From the bean of Green Bean.
A few months ago, our city - along with most of the county - enacted a reusable bag law. Plastic bags are banned and paper or recylable bags are available for a small fee. Restaurants and second hand stores are exempt from the rule.
What does this mean?
The clerk at XYZ store no longer sighs when I whip out a Chico Bag and mumble, "I have my own bag."
Hubs and the kids no longer bring home plastic bags and the bin where we store our bags for reuse is shrinking.
Driving down the street, I no longer see the Katy Perry-esque plastic bag drifting in the wind. Our waterways and drains now host far fewer plastic bags - saving taxpayers millions of dollars a year.
Say goodbye to the oops-I-forgot-my-bags option. I - along with millions of other shoppers - go back to the car, load up the purse/backpack or carry purchases out by hand. Sure, I could pay for a paper bag but just knowing that I have to makes me (and everyone around me) think twice.
Folks have gotten creative with reuse. Cardboard boxes are reused for hauling donations to the library, Goodwill or school. Canvas bags make the rounds from friend to friend, brimming with hand-me-downs or produce.
The few paper shopping bags that find their way into my home are cherished and saved for a rainy day, rather than tossed in the recycle bin.

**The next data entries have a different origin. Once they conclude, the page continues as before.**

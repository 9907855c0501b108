//! Single consumer of lifecycle events.
//!
//! Turns `Connected`/`Disconnected` into measurement start/stop. Events are
//! handled strictly one at a time, in arrival order.

use core::time::Duration;
use std::sync::Arc;

use log::info;

use crate::events::EventBus;
use crate::scheduler::MeasurementScheduler;

use super::events::LifecycleEvent;
use super::ports::{SchedulerState, WorkTimer};

pub struct MainLoop<T: WorkTimer> {
    bus: Arc<EventBus>,
    scheduler: MeasurementScheduler<T>,
    first_delay: Duration,
    measuring_started: bool,
}

impl<T: WorkTimer> MainLoop<T> {
    pub fn new(bus: Arc<EventBus>, scheduler: MeasurementScheduler<T>, first_delay: Duration) -> Self {
        Self {
            bus,
            scheduler,
            first_delay,
            measuring_started: false,
        }
    }

    pub fn handle(&mut self, event: LifecycleEvent) {
        info!("Event: {event}");
        match event {
            LifecycleEvent::Connected => {
                self.scheduler.start(self.first_delay);
                self.measuring_started = true;
            }
            LifecycleEvent::Disconnected(_) => {
                if self.measuring_started {
                    self.scheduler.cancel();
                    self.measuring_started = false;
                }
            }
        }
    }

    /// Handle everything already queued without waiting. Returns the count.
    pub fn process_pending(&mut self) -> usize {
        let mut n = 0;
        while let Some(event) = self.bus.try_receive() {
            self.handle(event);
            n += 1;
        }
        n
    }

    /// Wait for events forever.
    pub async fn run(&mut self) {
        loop {
            let event = self.bus.receive().await;
            self.handle(event);
        }
    }

    /// Drive [`run`](Self::run) on the calling thread.
    pub fn run_blocking(&mut self) {
        futures_lite::future::block_on(self.run());
    }

    pub fn measuring_started(&self) -> bool {
        self.measuring_started
    }

    pub fn scheduler_state(&self) -> SchedulerState {
        self.scheduler.state()
    }

    pub fn scheduler(&self) -> &MeasurementScheduler<T> {
        &self.scheduler
    }
}

#[cfg(test)]
mod tests {
    use std::sync::Mutex;
    use std::time::Instant;

    use super::*;

    #[derive(Default)]
    struct CountingTimer {
        armed: Mutex<Option<Duration>>,
        arms: Mutex<u32>,
        cancels: Mutex<u32>,
    }

    impl WorkTimer for Arc<CountingTimer> {
        fn arm(&self, delay: Duration, _period: Duration) {
            *self.armed.lock().unwrap() = Some(delay);
            *self.arms.lock().unwrap() += 1;
        }
        fn cancel(&self) {
            *self.armed.lock().unwrap() = None;
            *self.cancels.lock().unwrap() += 1;
        }
        fn state(&self) -> SchedulerState {
            match *self.armed.lock().unwrap() {
                Some(d) => SchedulerState::Scheduled(Instant::now() + d),
                None => SchedulerState::Idle,
            }
        }
    }

    fn main_loop() -> (MainLoop<Arc<CountingTimer>>, Arc<EventBus>, Arc<CountingTimer>) {
        let bus = Arc::new(EventBus::new());
        let timer = Arc::new(CountingTimer::default());
        let scheduler = MeasurementScheduler::new(Arc::clone(&timer), Duration::from_secs(30));
        let ml = MainLoop::new(Arc::clone(&bus), scheduler, Duration::from_secs(10));
        (ml, bus, timer)
    }

    #[test]
    fn connected_schedules_first_measurement() {
        let (mut ml, bus, timer) = main_loop();
        bus.publish(LifecycleEvent::Connected);
        assert_eq!(ml.process_pending(), 1);
        assert!(ml.measuring_started());
        assert_eq!(*timer.armed.lock().unwrap(), Some(Duration::from_secs(10)));
    }

    #[test]
    fn disconnect_before_connect_does_not_cancel() {
        let (mut ml, bus, timer) = main_loop();
        bus.publish(LifecycleEvent::Disconnected(0x13));
        ml.process_pending();
        assert_eq!(*timer.cancels.lock().unwrap(), 0);
    }

    #[test]
    fn reconnect_leaves_one_schedule() {
        let (mut ml, bus, timer) = main_loop();
        bus.publish(LifecycleEvent::Connected);
        bus.publish(LifecycleEvent::Disconnected(0x13));
        bus.publish(LifecycleEvent::Connected);
        assert_eq!(ml.process_pending(), 3);

        assert_eq!(*timer.arms.lock().unwrap(), 2);
        assert_eq!(*timer.cancels.lock().unwrap(), 1);
        assert!(matches!(ml.scheduler_state(), SchedulerState::Scheduled(_)));
    }
}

What about the dog poop? Cat litter? Lining the bathroom trash can? (These are actual reasons why a state-wide bag ban failed in California.) Bag laws don't outlaw plastic bags all together. We save bread bags, the bags our tortillas come in, cereal box liners, and basically all other forms of plastic packaging. There are more than you realize! Here are more ideas for addressing these quandaries.
I love living where there is a reusable bag ordinance in effect. The streets and parking lots are cleaner and everyone I know seems to have adjusted without issue.
Next stop, single use plastic beverage bottles? Those lids are everywhere!